Concurrency control is a major part of database management systems, operating systems, and other computational systems that manage multiple processes, threads, or transactions simultaneously. Its primary goal is to manage shared resources and data to prevent conflicts and ensure the system remains correct and consistent.
Locking is a fundamental mechanism in concurrency control. A lock is a variable associated with a resource (like a database record or a file) that indicates its current state, such as whether it’s in use or available. When a process needs to use a locked resource, it must first acquire the lock. If another process already holds the lock, the new process must wait. Once the process is done with the resource, it releases the lock, making it available for others.
Types of Locks
Common types of locks include:
- Binary Locks: A simple lock that can be in one of two states: locked or unlocked.
- Shared/Exclusive (S/X) Locks:
- Shared (S) locks, also known as read locks, allow multiple processes to read the same resource concurrently.
- Exclusive (X) locks, also known as write locks, grant a process exclusive access, preventing other processes from reading or writing to the resource.
Challenges and Problems
While locking is essential, it can lead to several problems if not managed correctly:
- Deadlock: A situation where two or more processes are blocked indefinitely, each waiting for the other to release a resource. For example, process A has a lock on resource X and needs a lock on resource Y, while process B has a lock on resource Y and needs a lock on resource X. Neither can proceed.
- Starvation: A situation where a process is repeatedly denied access to a shared resource, even though the resource becomes available, because other processes are always given priority.

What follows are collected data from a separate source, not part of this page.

#[cfg(test)]
mod tests {
    use super::*;
    use crate::db;

    struct Fixture {
        conn: Connection,
        year_id: String,
        bimester_id: String,
        grade_id: String,
        section_a: String,
        section_b: String,
        assignment_id: String,
        teacher_id: String,
    }

    fn ts() -> String {
        now_ts()
    }

    fn insert_student(
        conn: &Connection,
        last: &str,
        first: &str,
        grade_id: &str,
        section_id: Option<&str>,
    ) -> String {
        let id = Uuid::new_v4().to_string();
        conn.execute(
            "INSERT INTO students(id, first_names, last_names, grade_id, section_id, active, created_at, updated_at)
             VALUES(?, ?, ?, ?, ?, 1, ?, ?)",
            (&id, first, last, grade_id, section_id, ts(), ts()),
        )
        .expect("insert student");
        id
    }

    fn enroll(
        conn: &Connection,
        year_id: &str,
        student_id: &str,
        grade_id: &str,
        section_id: Option<&str>,
    ) {
        conn.execute(
            "INSERT INTO enrollments(year_id, student_id, grade_id, section_id)
             VALUES(?, ?, ?, ?)
             ON CONFLICT(year_id, student_id) DO UPDATE SET
               grade_id = excluded.grade_id,
               section_id = excluded.section_id",
            (year_id, student_id, grade_id, section_id),
        )
        .expect("enroll");
    }

    fn fixture() -> Fixture {
        let conn = Connection::open_in_memory().expect("open in-memory db");
        db::init_schema(&conn).expect("schema");

        let year_id = Uuid::new_v4().to_string();
        conn.execute(
            "INSERT INTO academic_years(id, name, status, created_at) VALUES(?, '2026', 'open', ?)",
            (&year_id, ts()),
        )
        .expect("year");

        let bimester_id = Uuid::new_v4().to_string();
        conn.execute(
            "INSERT INTO bimesters(id, year_id, number, status) VALUES(?, ?, 1, 'open_fill')",
            (&bimester_id, &year_id),
        )
        .expect("bimester");

        let level_id = Uuid::new_v4().to_string();
        conn.execute(
            "INSERT INTO levels(id, name) VALUES(?, 'Primaria')",
            [&level_id],
        )
        .expect("level");
        let grade_id = Uuid::new_v4().to_string();
        conn.execute(
            "INSERT INTO grades(id, level_id, name) VALUES(?, ?, '3rd')",
            (&grade_id, &level_id),
        )
        .expect("grade");
        let section_a = Uuid::new_v4().to_string();
        conn.execute(
            "INSERT INTO sections(id, grade_id, name) VALUES(?, ?, 'A')",
            (&section_a, &grade_id),
        )
        .expect("section A");
        let section_b = Uuid::new_v4().to_string();
        conn.execute(
            "INSERT INTO sections(id, grade_id, name) VALUES(?, ?, 'B')",
            (&section_b, &grade_id),
        )
        .expect("section B");

        let course_id = Uuid::new_v4().to_string();
        conn.execute(
            "INSERT INTO courses(id, name, active) VALUES(?, 'Math', 1)",
            [&course_id],
        )
        .expect("course");

        let profile_id = Uuid::new_v4().to_string();
        conn.execute(
            "INSERT INTO profiles(id, full_name, role, created_at) VALUES(?, 'T. Quispe', 'teacher', ?)",
            (&profile_id, ts()),
        )
        .expect("profile");
        let teacher_id = Uuid::new_v4().to_string();
        conn.execute(
            "INSERT INTO teachers(id, profile_id, active, created_at) VALUES(?, ?, 1, ?)",
            (&teacher_id, &profile_id, ts()),
        )
        .expect("teacher");

        let assignment_id = Uuid::new_v4().to_string();
        conn.execute(
            "INSERT INTO teacher_assignments(id, year_id, teacher_id, course_id, grade_id, section_id, active, created_at)
             VALUES(?, ?, ?, ?, ?, ?, 1, ?)",
            (
                &assignment_id,
                &year_id,
                &teacher_id,
                &course_id,
                &grade_id,
                Some(section_a.as_str()),
                ts(),
            ),
        )
        .expect("assignment");

        Fixture {
            conn,
            year_id,
            bimester_id,
            grade_id,
            section_a,
            section_b,
            assignment_id,
            teacher_id,
        }
    }

    fn close_bimester(f: &Fixture) {
        f.conn
            .execute(
                "UPDATE bimesters SET status = 'closed' WHERE id = ?",
                [&f.bimester_id],
            )
            .expect("close bimester");
    }

    fn grade_rows(f: &Fixture, student_id: &str) -> Vec<String> {
        let mut stmt = f
            .conn
            .prepare(
                "SELECT value FROM qualitative_grades
                 WHERE bimester_id = ? AND assignment_id = ? AND student_id = ?",
            )
            .expect("prepare");
        stmt.query_map((&f.bimester_id, &f.assignment_id, student_id), |r| {
            r.get::<_, String>(0)
        })
        .expect("query")
        .collect::<Result<Vec<_>, _>>()
        .expect("collect")
    }

    #[test]
    fn set_grade_is_an_idempotent_upsert() {
        let f = fixture();
        let s = insert_student(&f.conn, "Lopez", "Ana", &f.grade_id, Some(&f.section_a));
        enroll(&f.conn, &f.year_id, &s, &f.grade_id, Some(&f.section_a));

        set_grade(&f.conn, &f.bimester_id, &f.assignment_id, &s, "A", None).expect("first write");
        set_grade(&f.conn, &f.bimester_id, &f.assignment_id, &s, "A", None).expect("second write");
        assert_eq!(grade_rows(&f, &s), vec!["A".to_string()]);

        set_grade(&f.conn, &f.bimester_id, &f.assignment_id, &s, "AD", None).expect("overwrite");
        assert_eq!(grade_rows(&f, &s), vec!["AD".to_string()]);
    }

    #[test]
    fn invalid_grade_value_is_rejected_without_a_row() {
        let f = fixture();
        let s = insert_student(&f.conn, "Lopez", "Ana", &f.grade_id, Some(&f.section_a));
        enroll(&f.conn, &f.year_id, &s, &f.grade_id, Some(&f.section_a));

        let err = set_grade(&f.conn, &f.bimester_id, &f.assignment_id, &s, "Z", None)
            .expect_err("Z must be rejected");
        assert!(matches!(err, GradebookError::InvalidValue(_)));
        assert!(grade_rows(&f, &s).is_empty());
    }

    #[test]
    fn closed_bimester_rejects_all_writes_and_keeps_rows() {
        let f = fixture();
        let s = insert_student(&f.conn, "Lopez", "Ana", &f.grade_id, Some(&f.section_a));
        enroll(&f.conn, &f.year_id, &s, &f.grade_id, Some(&f.section_a));

        set_grade(&f.conn, &f.bimester_id, &f.assignment_id, &s, "AD", None).expect("open write");
        close_bimester(&f);

        let err = set_grade(&f.conn, &f.bimester_id, &f.assignment_id, &s, "A", None)
            .expect_err("closed bimester");
        assert!(matches!(err, GradebookError::PeriodLocked));
        assert_eq!(grade_rows(&f, &s), vec!["AD".to_string()]);

        let err = set_attendance(
            &f.conn,
            &f.bimester_id,
            &s,
            AttendancePatch {
                attendances: Some(10),
                ..Default::default()
            },
            None,
        )
        .expect_err("closed bimester");
        assert!(matches!(err, GradebookError::PeriodLocked));

        let err = set_appreciation(&f.conn, &f.bimester_id, &s, "hi", None)
            .expect_err("closed bimester");
        assert!(matches!(err, GradebookError::PeriodLocked));
    }

    #[test]
    fn attendance_patch_merges_with_stored_counters() {
        let f = fixture();
        let s = insert_student(&f.conn, "Lopez", "Ana", &f.grade_id, Some(&f.section_a));
        enroll(&f.conn, &f.year_id, &s, &f.grade_id, Some(&f.section_a));

        set_attendance(
            &f.conn,
            &f.bimester_id,
            &s,
            AttendancePatch {
                absences: Some(2),
                ..Default::default()
            },
            None,
        )
        .expect("first patch");
        let merged = set_attendance(
            &f.conn,
            &f.bimester_id,
            &s,
            AttendancePatch {
                attendances: Some(10),
                ..Default::default()
            },
            None,
        )
        .expect("second patch");
        assert_eq!(
            merged,
            AttendanceCounts {
                attendances: 10,
                absences: 2,
                justifications: 0
            }
        );

        let count: i64 = f
            .conn
            .query_row(
                "SELECT COUNT(*) FROM attendance_bimester WHERE bimester_id = ? AND student_id = ?",
                (&f.bimester_id, &s),
                |r| r.get(0),
            )
            .expect("count");
        assert_eq!(count, 1);
    }

    #[test]
    fn negative_attendance_counter_is_invalid() {
        let f = fixture();
        let s = insert_student(&f.conn, "Lopez", "Ana", &f.grade_id, Some(&f.section_a));
        let err = set_attendance(
            &f.conn,
            &f.bimester_id,
            &s,
            AttendancePatch {
                justifications: Some(-1),
                ..Default::default()
            },
            None,
        )
        .expect_err("negative counter");
        assert!(matches!(err, GradebookError::InvalidValue(_)));
    }

    #[test]
    fn empty_appreciation_clears_the_comment() {
        let f = fixture();
        let s = insert_student(&f.conn, "Lopez", "Ana", &f.grade_id, Some(&f.section_a));
        enroll(&f.conn, &f.year_id, &s, &f.grade_id, Some(&f.section_a));

        set_appreciation(&f.conn, &f.bimester_id, &s, "needs support in algebra", None)
            .expect("set");
        set_appreciation(&f.conn, &f.bimester_id, &s, "", None).expect("clear");

        let view = load_gradebook(&f.conn, &f.assignment_id, &f.bimester_id).expect("view");
        assert_eq!(
            view.entries.get(&s).and_then(|e| e.appreciation.as_deref()),
            Some("")
        );
    }

    #[test]
    fn roster_scoping_follows_the_assignment_section() {
        let f = fixture();
        let in_a = insert_student(&f.conn, "Alvarez", "Maria", &f.grade_id, Some(&f.section_a));
        let in_b = insert_student(&f.conn, "Zapata", "Jose", &f.grade_id, Some(&f.section_b));
        enroll(&f.conn, &f.year_id, &in_a, &f.grade_id, Some(&f.section_a));
        enroll(&f.conn, &f.year_id, &in_b, &f.grade_id, Some(&f.section_b));

        // Section-bound assignment sees only its section.
        let scope = assignment_scope(&f.conn, &f.assignment_id).expect("scope");
        let roster = resolve_roster(&f.conn, &scope).expect("roster");
        assert_eq!(
            roster.iter().map(|s| s.id.as_str()).collect::<Vec<_>>(),
            vec![in_a.as_str()]
        );

        // A null section spans every section of the grade.
        let whole_grade = AssignmentScope {
            section_id: None,
            ..scope
        };
        let roster = resolve_roster(&f.conn, &whole_grade).expect("roster");
        assert_eq!(
            roster.iter().map(|s| s.id.as_str()).collect::<Vec<_>>(),
            vec![in_a.as_str(), in_b.as_str()]
        );
    }

    #[test]
    fn roster_uses_enrollment_not_current_placement() {
        let f = fixture();
        let s = insert_student(&f.conn, "Lopez", "Ana", &f.grade_id, Some(&f.section_a));
        enroll(&f.conn, &f.year_id, &s, &f.grade_id, Some(&f.section_a));

        // Mid-year catalog drift: the student's current section moves, the
        // enrollment for the year stays.
        f.conn
            .execute(
                "UPDATE students SET section_id = ? WHERE id = ?",
                (&f.section_b, &s),
            )
            .expect("drift");

        let scope = assignment_scope(&f.conn, &f.assignment_id).expect("scope");
        let roster = resolve_roster(&f.conn, &scope).expect("roster");
        assert_eq!(roster.len(), 1);
        assert_eq!(roster[0].id, s);
    }

    #[test]
    fn empty_roster_is_ok_not_an_error() {
        let f = fixture();
        let scope = assignment_scope(&f.conn, &f.assignment_id).expect("scope");
        let roster = resolve_roster(&f.conn, &scope).expect("roster");
        assert!(roster.is_empty());

        let view = load_gradebook(&f.conn, &f.assignment_id, &f.bimester_id).expect("view");
        assert!(view.roster.is_empty());
        assert!(view.entries.is_empty());
    }

    #[test]
    fn load_gradebook_merges_the_three_record_kinds() {
        let f = fixture();
        let s1 = insert_student(&f.conn, "Alvarez", "Maria", &f.grade_id, Some(&f.section_a));
        let s2 = insert_student(&f.conn, "Lopez", "Ana", &f.grade_id, Some(&f.section_a));
        enroll(&f.conn, &f.year_id, &s1, &f.grade_id, Some(&f.section_a));
        enroll(&f.conn, &f.year_id, &s2, &f.grade_id, Some(&f.section_a));

        set_grade(&f.conn, &f.bimester_id, &f.assignment_id, &s1, "B", None).expect("grade");
        set_attendance(
            &f.conn,
            &f.bimester_id,
            &s1,
            AttendancePatch {
                attendances: Some(38),
                absences: Some(1),
                justifications: Some(1),
            },
            None,
        )
        .expect("attendance");

        let view = load_gradebook(&f.conn, &f.assignment_id, &f.bimester_id).expect("view");
        assert_eq!(view.roster.len(), 2);

        let e1 = view.entries.get(&s1).expect("entry for graded student");
        assert_eq!(e1.grade.as_deref(), Some("B"));
        assert_eq!(
            e1.attendance,
            Some(AttendanceCounts {
                attendances: 38,
                absences: 1,
                justifications: 1
            })
        );
        assert!(e1.appreciation.is_none());

        // Ungraded students have no entry at all.
        assert!(view.entries.get(&s2).is_none());
    }

    #[test]
    fn unknown_assignment_and_bimester_are_not_found() {
        let f = fixture();
        let err = assignment_scope(&f.conn, "missing").expect_err("missing assignment");
        assert!(matches!(err, GradebookError::NotFound("assignment")));

        let err = bimester_status(&f.conn, "missing").expect_err("missing bimester");
        assert!(matches!(err, GradebookError::NotFound("bimester")));

        let err = set_grade(&f.conn, &f.bimester_id, "missing", "student", "A", None)
            .expect_err("missing assignment on write");
        assert!(matches!(err, GradebookError::NotFound("assignment")));
    }

    #[test]
    fn teacher_ownership_is_visible_on_the_scope() {
        let f = fixture();
        let scope = assignment_scope(&f.conn, &f.assignment_id).expect("scope");
        assert_eq!(scope.teacher_id, f.teacher_id);
    }
}
use crate::db;
use crate::ipc::error::{err, ok};
use crate::ipc::types::{AppState, Request};
use serde_json::json;
use std::path::PathBuf;

fn handle_health(state: &mut AppState, req: &Request) -> serde_json::Value {
    ok(
        &req.id,
        json!({
            "version": env!("CARGO_PKG_VERSION"),
            "workspacePath": state.workspace.as_ref().map(|p| p.to_string_lossy().to_string()),
            "role": state.actor.as_ref().map(|a| a.role.as_str())
        }),
    )
}

fn handle_workspace_select(state: &mut AppState, req: &Request) -> serde_json::Value {
    let p = req
        .params
        .get("path")
        .and_then(|v| v.as_str())
        .map(PathBuf::from);
    let Some(path) = p else {
        return err(&req.id, "bad_params", "missing params.path", None);
    };

    match db::open_db(&path) {
        Ok(conn) => {
            state.workspace = Some(path.clone());
            state.db = Some(conn);
            // Sessions are per workspace; a switch drops the actor.
            state.actor = None;
            tracing::info!(workspace = %path.to_string_lossy(), "workspace opened");
            ok(&req.id, json!({ "workspacePath": path.to_string_lossy() }))
        }
        Err(e) => err(&req.id, "db_open_failed", format!("{e:?}"), None),
    }
}

pub fn try_handle(state: &mut AppState, req: &Request) -> Option<serde_json::Value> {
    match req.method.as_str() {
        "health" => Some(handle_health(state, req)),
        "workspace.select" => Some(handle_workspace_select(state, req)),
        _ => None,
    }
}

- Livelock: A situation where two or more processes repeatedly change their state in response to the state of the other processes without making any progress.
What is Locking in Computer Science?
In computer science, a lock 🔒 (also known as a mutex, short for mutual exclusion) is a synchronization primitive used to enforce a concurrency control policy. Its primary purpose is to prevent race conditions by ensuring that only one thread of execution can access a shared resource at a time. Locks are essential in multi-threaded and multi-process environments where multiple entities might try to modify the same data simultaneously, which could lead to data corruption or inconsistencies.
How Locks Work
A lock generally has two states: locked and unlocked. The basic process for using a lock is as follows:
- A thread that needs to access a shared resource (like a variable, file, or database record) first attempts to acquire the lock.
- If the lock is unlocked, the thread successfully acquires it, and the lock’s state becomes locked. The thread then enters a critical section, which is the code segment where the shared resource is accessed and modified.
- If the lock is already locked by another thread, the requesting thread must wait until the lock is released. This waiting can involve either blocking (the thread is suspended by the operating system) or spinning (the thread repeatedly checks if the lock is available).
- Once the thread is done with the critical section, it must release the lock, changing its state back to unlocked. This allows other waiting threads to acquire the lock and proceed.
Types of Locks
There are various types of locks, each suited for different use cases and programming paradigms. Here are some of the most common ones:
- Binary Semaphore (Mutex): A simple lock that provides exclusive access. It can be acquired by only one thread at a time. The thread holding the mutex has exclusive access to the shared resource.
- Spinlock: A lock where the waiting thread repeatedly checks for the lock’s availability in a tight loop instead of being put to sleep. This is efficient for very short critical sections, as it avoids the overhead of context switching. However, it wastes CPU cycles if the waiting period is long.
- Semaphore: A more general synchronization primitive that can be used as a lock. A semaphore maintains a counter and can allow a specified number of threads to access a resource simultaneously. A binary semaphore is just a semaphore with a counter of 1.
- Reader-Writer Lock: This type of lock allows for greater concurrency. It distinguishes between read and write operations. Multiple threads can hold a “read lock” simultaneously to read the shared resource, but only one thread can hold a “write lock” at a time. A write lock prevents any other thread from acquiring either a read or a write lock. This is useful for resources that are read far more often than they are written to.
- Deadlock: A common problem that can arise when using locks. A deadlock occurs when two or more threads are waiting for each other to release a lock, creating a circular dependency where none of them can proceed. For example, Thread A holds a lock on Resource 1 and needs a lock on Resource 2, but Thread B holds the lock on Resource 2 and needs the lock on Resource 1. Both threads are stuck waiting indefinitely.